_Required action_:
Each line in the listing below that contains "anyhow" should be returned.

________________

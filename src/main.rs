//! mediaops - Deduplicated, progress-tracked media operations
//!
//! Command line entry point: probes media files and runs split jobs,
//! following their progress until they finish.

use anyhow::{anyhow, Result};
use clap::Parser;
use indicatif::{ProgressBar, ProgressStyle};
use serde::Serialize;
use std::time::Duration;
use tracing::{info, warn, Level};
use tracing_subscriber::{fmt, layer::SubscriberExt, util::SubscriberInitExt, EnvFilter};
use tracing_appender::{non_blocking, rolling};

use mediaops::cli::{split_request, Args, Commands};
use mediaops::config::Config;
use mediaops::media::FfmpegProcessor;
use mediaops::operations::{OperationProgress, OperationStartResult, OperationStatus};
use mediaops::service::{MediaService, SplitRequest};

#[tokio::main]
async fn main() -> Result<()> {
    let args = Args::parse();

    setup_logging(args.verbose)?;

    let config = match &args.config {
        Some(config_path) => Config::from_file(config_path)?,
        None => {
            if std::path::Path::new("mediaops.toml").exists() {
                info!("Found mediaops.toml in current directory, loading...");
                Config::from_file("mediaops.toml")?
            } else {
                Config::default()
            }
        }
    };

    match args.command {
        Commands::InitConfig { output } => {
            config.save_to_file(&output)?;
            println!("Wrote configuration to {}", output.display());
        }
        Commands::Info { input } => {
            check_media_tools(&config).await;
            let service = MediaService::from_config(&config);

            let response = service.get_media_info(&input.to_string_lossy()).await;
            print_json(&response)?;
            if let Some(error) = response.error {
                return Err(anyhow!(error.message));
            }
        }
        Commands::Split { input, chapters, segment_seconds, output_dir, prefix } => {
            check_media_tools(&config).await;
            let service = MediaService::from_config(&config);

            let (split, options) = split_request(chapters, segment_seconds, output_dir, prefix);
            info!("Splitting {} ({:?})", input.display(), split);

            let response = service
                .split_file(SplitRequest {
                    file_path: input.to_string_lossy().to_string(),
                    split,
                    options,
                })
                .await;

            let started = match (response.data, response.error) {
                (Some(started), _) => started,
                (None, Some(error)) => return Err(anyhow!("{:?}: {}", error.kind, error.message)),
                (None, None) => return Err(anyhow!("Split request returned no result")),
            };
            info!("{}", started.message);

            let poll_interval = Duration::from_millis(config.operations.poll_interval_ms.max(50));
            let finished = follow_operation(&service, &started, poll_interval).await?;
            print_json(&finished)?;

            if finished.status == OperationStatus::Failed {
                return Err(anyhow!(
                    "Operation failed: {}",
                    finished.error_message.unwrap_or_default()
                ));
            }
        }
    }

    Ok(())
}

/// Setup logging to both console and file
fn setup_logging(verbose: bool) -> Result<()> {
    let log_dir = std::env::current_dir()?.join(".mediaops").join("log");
    std::fs::create_dir_all(&log_dir)?;

    // Daily rotation; the guard must outlive the program
    let file_appender = rolling::daily(&log_dir, "mediaops.log");
    let (non_blocking_file, guard) = non_blocking(file_appender);
    std::mem::forget(guard);

    let log_level = if verbose { Level::DEBUG } else { Level::INFO };

    // Console output goes to stderr so stdout stays valid JSON
    let console_layer = fmt::layer()
        .with_writer(std::io::stderr)
        .with_target(false)
        .with_thread_ids(true)
        .with_thread_names(true)
        .with_file(true)
        .with_line_number(true);

    let file_layer = fmt::layer()
        .with_writer(non_blocking_file)
        .with_target(false)
        .with_thread_ids(true)
        .with_thread_names(true)
        .with_file(true)
        .with_line_number(true)
        .with_ansi(false);

    tracing_subscriber::registry()
        .with(EnvFilter::from_default_env().add_directive(log_level.into()))
        .with(console_layer)
        .with(file_layer)
        .try_init()
        .map_err(|e| anyhow!("Failed to initialize logging: {}", e))?;

    info!("Logging initialized - console: {}, file: {}",
          log_level, log_dir.join("mediaops.log").display());

    Ok(())
}

async fn check_media_tools(config: &Config) {
    let processor = FfmpegProcessor::new(config.media.clone());
    if let Err(e) = processor.check_availability().await {
        warn!("Media tools are not fully available: {}", e);
    }
}

fn print_json<T: Serialize>(value: &T) -> Result<()> {
    println!("{}", serde_json::to_string_pretty(value)?);
    Ok(())
}

/// Poll an operation until it finishes; Ctrl-C requests cancellation
async fn follow_operation(
    service: &MediaService,
    started: &OperationStartResult,
    poll_interval: Duration,
) -> Result<OperationProgress> {
    let pb = ProgressBar::new(started.total_steps as u64);
    pb.set_style(ProgressStyle::default_bar()
        .template("{spinner:.green} [{elapsed_precise}] [{bar:40.cyan/blue}] {pos}/{len} {msg}")?
        .progress_chars("#>-"));

    let mut cancel_requested = false;
    loop {
        let response = service.get_operation_progress(&started.operation_id);
        let progress = match (response.data, response.error) {
            (Some(progress), _) => progress,
            (None, error) => {
                pb.abandon();
                return Err(anyhow!(
                    "Lost track of operation {}: {}",
                    started.operation_id,
                    error.map(|e| e.message).unwrap_or_default()
                ));
            }
        };

        pb.set_length(progress.total_steps as u64);
        pb.set_position(progress.current_step as u64);
        pb.set_message(progress.current_operation.clone());

        if progress.status.is_terminal() {
            match progress.status {
                OperationStatus::Completed => pb.finish_with_message(format!(
                    "Done: {} file(s)",
                    progress.output_files.len()
                )),
                _ => pb.abandon_with_message("Failed"),
            }
            return Ok(progress);
        }

        tokio::select! {
            _ = tokio::time::sleep(poll_interval) => {}
            _ = tokio::signal::ctrl_c(), if !cancel_requested => {
                warn!("Interrupted, cancelling operation {}", started.operation_id);
                service.cancel_operation(&started.operation_id);
                cancel_requested = true;
            }
        }
    }
}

________________

_Problem solution_:
use anyhow::{anyhow, Result};
                return Err(anyhow!(error.message));
                (None, Some(error)) => return Err(anyhow!("{:?}: {}", error.kind, error.message)),
                (None, None) => return Err(anyhow!("Split request returned no result")),
                return Err(anyhow!(
        .map_err(|e| anyhow!("Failed to initialize logging: {}", e))?;
                return Err(anyhow!(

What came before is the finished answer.